This episode first aired January 23, 2021. It was rebroadcast the weekend of January 22, 2022.

A Great Read about Scavenging from the Mud of the Thames

  Laura Maiklem’s book Mudlark: In Search of London’s Past Along the River Thames (Bookshop| Amazon) is a charming memoir about the rewards of scavenging for bits of history along the River Thames.

Schnibbles, Schnippel, Schniddles

  Barney from Carmel, Indiana, says his family always used the term schniddles to refer to e teeny bits of detritus left on the table after snipping paper snowflakes. It’s most likely a variant of schnibbles, a far more common term for “scraps,” or “small pieces,” which is heard in parts of the United States that were settled largely by German immigrants. The term comes from German Schnippel, meaning “scraps.”

Fotched a Heave and Catched a Fall

  Michael in Morgantown, Kentucky, is pondering his grandfather’s phrase He fotched a heave and catched a fall meaning someone “made a quick bodily movement and fell.” Fotched is a dialectal past tense of fetch.

Pandemic Pangram

  In response to our conversation about pangrams, those sentences that use every letter of the alphabet at least once, Sarah McCall sent us this advice: Just mask up and be extra careful that you don’t quit always sanitizing everything.

A Malaprop Brain Pleaser

  A malaprop is a word or phrase used mistakenly for a similar-sounding word or phrase, often to amusing effect.
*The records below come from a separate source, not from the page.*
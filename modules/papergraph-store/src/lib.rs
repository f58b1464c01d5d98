//! Storage for the papergraph social core.
//!
//! Services depend on the repository traits in [`traits`]; `PgStore` backs
//! them with Postgres and `MemoryStore` keeps everything in process for tests
//! and local runs.

pub mod memory;
pub mod postgres;
pub mod traits;

pub use memory::MemoryStore;
pub use postgres::PgStore;
pub use traits::{
    ActivityRepository, BadgeRepository, CommentRepository, EvaluationRepository,
    FollowRepository, ReactionChange, ReactionRepository, StatsRepository, Store, TaskRepository,
    UserRepository,
};
// ---------------------------------------------------------------------------
// Comments
// ---------------------------------------------------------------------------

#[derive(Debug, Clone, PartialEq, Eq, Serialize, Deserialize, sqlx::FromRow)]
pub struct Comment {
    pub id: CommentId,
    pub task_id: TaskId,
    pub user_id: UserId,
    pub content: String,
    pub parent_id: Option<CommentId>,
    pub created_at: DateTime<Utc>,
    #[serde(skip)]
    pub deleted_at: Option<DateTime<Utc>>,
}

#[derive(Debug, Clone, PartialEq, Eq, Serialize, Deserialize)]
pub struct NewComment {
    pub task_id: TaskId,
    pub user_id: UserId,
    pub content: String,
    pub parent_id: Option<CommentId>,
}

// ---------------------------------------------------------------------------
// Paper evaluations
// ---------------------------------------------------------------------------

/// Dimension and category scores, each on a 0..=10 scale.
#[derive(Debug, Clone, Copy, Default, PartialEq, Serialize, Deserialize, sqlx::FromRow)]
pub struct EvaluationScores {
    pub originality_score: f64,
    pub depth_score: f64,
    pub logic_score: f64,
    pub evidence_score: f64,
    pub language_score: f64,
    pub value_score: f64,
    pub content_score: f64,
    pub structure_score: f64,
    pub method_score: f64,
}

impl EvaluationScores {
    pub fn named(&self) -> [(&'static str, f64); 9] {
        [
            ("originality_score", self.originality_score),
            ("depth_score", self.depth_score),
            ("logic_score", self.logic_score),
            ("evidence_score", self.evidence_score),
            ("language_score", self.language_score),
            ("value_score", self.value_score),
            ("content_score", self.content_score),
            ("structure_score", self.structure_score),
            ("method_score", self.method_score),
        ]
    }
}

#[derive(Debug, Clone, PartialEq, Serialize, Deserialize, sqlx::FromRow)]
pub struct PaperEvaluation {
    pub id: EvaluationId,
    pub analysis_id: Option<TaskId>,
    pub user_id: UserId,
    pub paper_id: i64,
    pub overall_score: f64,
    pub summary: String,
    pub recommendation: String,
    #[sqlx(flatten)]
    #[serde(flatten)]
    pub scores: EvaluationScores,
    pub is_public: bool,
    pub is_verified: bool,
    pub like_count: i64,
    pub comment_count: i64,
    pub created_at: DateTime<Utc>,
    pub updated_at: DateTime<Utc>,
    #[serde(skip)]
    pub deleted_at: Option<DateTime<Utc>>,
}

impl PaperEvaluation {
    pub fn band(&self) -> ScoreBand {
        ScoreBand::of(self.overall_score)
    }

    /// Public evaluations are visible to everyone, private ones to the author.
    pub fn visible_to(&self, viewer: UserId) -> bool {
        self.is_public || self.user_id == viewer
    }
}

#[derive(Debug, Clone, PartialEq, Serialize, Deserialize, sqlx::FromRow)]
pub struct EvaluationDimension {
    pub id: i64,
    pub evaluation_id: EvaluationId,
    pub dimension_key: String,
    pub dimension_name: String,
    pub score: f64,
    pub description: String,
    pub evidence: String,
    pub created_at: DateTime<Utc>,
}

#[derive(Debug, Clone, PartialEq, Serialize, Deserialize, sqlx::FromRow)]
pub struct EvaluationMetric {
    pub id: i64,
    pub dimension_id: i64,
    pub metric_key: String,
    pub metric_name: String,
    pub score: f64,
    pub description: String,
    pub evidence: String,
    pub created_at: DateTime<Utc>,
}

#[derive(Debug, Clone, PartialEq, Serialize, Deserialize)]
pub struct DimensionDetail {
    #[serde(flatten)]
    pub dimension: EvaluationDimension,
    pub metrics: Vec<EvaluationMetric>,
}

/// An evaluation with its dimensions and their metrics, in insertion order.
#[derive(Debug, Clone, PartialEq, Serialize, Deserialize)]
pub struct EvaluationDetail {
    #[serde(flatten)]
    pub evaluation: PaperEvaluation,
    pub dimensions: Vec<DimensionDetail>,
}

#[derive(Debug, Clone, PartialEq, Serialize, Deserialize)]
pub struct NewMetric {
    pub metric_key: String,
    pub metric_name: String,
    pub score: f64,
    pub description: String,
    pub evidence: String,
}

#[derive(Debug, Clone, PartialEq, Serialize, Deserialize)]
pub struct NewDimension {
    pub dimension_key: String,
    pub dimension_name: String,
    pub score: f64,
    pub description: String,
    pub evidence: String,
    pub metrics: Vec<NewMetric>,
}

/// A validated evaluation ready to insert.
#[derive(Debug, Clone, PartialEq, Serialize, Deserialize)]
pub struct NewEvaluation {
    pub user_id: UserId,
    pub paper_id: i64,
    pub analysis_id: Option<TaskId>,
    pub overall_score: f64,
    pub summary: String,
    pub recommendation: String,
    pub scores: EvaluationScores,
    pub is_public: bool,
    pub dimensions: Vec<NewDimension>,
}

/// The owner-editable part of an evaluation.
#[derive(Debug, Clone, PartialEq, Serialize, Deserialize)]
pub struct EvaluationUpdate {
    pub overall_score: f64,
    pub summary: String,
    pub recommendation: String,
    pub scores: EvaluationScores,
    pub is_public: bool,
}

#[derive(Debug, Clone, Copy, PartialEq, Eq, Serialize, Deserialize)]
pub struct EvaluationLikeToggle {
    pub evaluation_id: EvaluationId,
    pub liked: bool,
    pub like_count: i64,
}

/// Aggregates over a paper's public evaluations.
#[derive(Debug, Clone, PartialEq, Serialize, Deserialize)]
pub struct EvaluationStatistics {
    pub paper_id: i64,
    pub total_evaluations: i64,
    pub avg_overall_score: f64,
    pub score_distribution: BTreeMap<ScoreBand, i64>,
}

impl EvaluationStatistics {
    /// Every band present, zero when no evaluation falls in it.
    pub fn empty(paper_id: i64) -> Self {
        Self {
            paper_id,
            total_evaluations: 0,
            avg_overall_score: 0.0,
            score_distribution: ScoreBand::ALL.iter().map(|b| (*b, 0)).collect(),
        }
    }
}

#[cfg(test)]
mod tests {
    use super::*;

    #[test]
    fn apply_floors_at_zero() {
        let mut stats = UserStats::zeroed(1, Utc::now());
        stats.apply(StatField::LikeCount, 2);
        stats.apply(StatField::LikeCount, -5);
        assert_eq!(stats.like_count, 0);
        stats.apply(StatField::LikeCount, 3);
        assert_eq!(stats.get(StatField::LikeCount), 3);
    }

    #[test]
    fn filter_matches_all_set_fields() {
        let now = Utc::now();
        let activity = UserActivity {
            id: 1,
            user_id: 7,
            event_type: EventType::FollowUser,
            target_type: TargetType::User,
            target_id: 9,
            title: String::new(),
            content: String::new(),
            metadata: serde_json::Value::Null,
            visibility: Visibility::Public,
            like_count: 0,
            comment_count: 0,
            created_at: now,
            updated_at: now,
            deleted_at: None,
        };
        assert!(ActivityFilter::default().matches(&activity));
        let filter = ActivityFilter {
            user_id: Some(7),
            event_type: Some(EventType::FollowUser),
            ..Default::default()
        };
        assert!(filter.matches(&activity));
        let filter = ActivityFilter {
            target_type: Some(TargetType::Task),
            ..Default::default()
        };
        assert!(!filter.matches(&activity));
    }
}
Quiz Guy John Chaneski offers a puzzle in honor of the late comedian Norm Crosby, a.k.a. “Mr. Malaprop,” who once noted that “The human body is prone to many melodies.” For each quiz clue, John has replaced each malaprop with its definition. For example, John says, Norm once took his trousers to the tailor because they were in need of “a noisy public argument.” What did those trousers need?

Abbreviating Titles and Initialisms Throughout the Anglosphere

  Cassandra, who lives in Pittsburgh, Pennsylvania, wonders about the rules for how to punctuate titles such as Professor and Doctor. Growing up in South Africa, she was taught that, in contrast to practice in the United States, the titles Dr, Mr, and Mrs are not followed by a period because they stand for the whole words Doctor, Mister, and Mistress and include the first and last letters of each term. In contrast, she says, she was told that Prof should be followed by a period because it’s an abbreviation of the word Professor, cutting the word off in the middle. When it comes to abbreviations, there are lots of exceptions to punctuation rules. In the United States, for example, people sometimes leave out the period in US, UN, and CEO when using shortened forms of United States, United Nations, and Chief Executive Officer.

Those Old Familiar Creature Comforts

  Creature comforts, meaning “material comforts,” may sound like a newfangled term, but it goes back at least as far as the 1640s.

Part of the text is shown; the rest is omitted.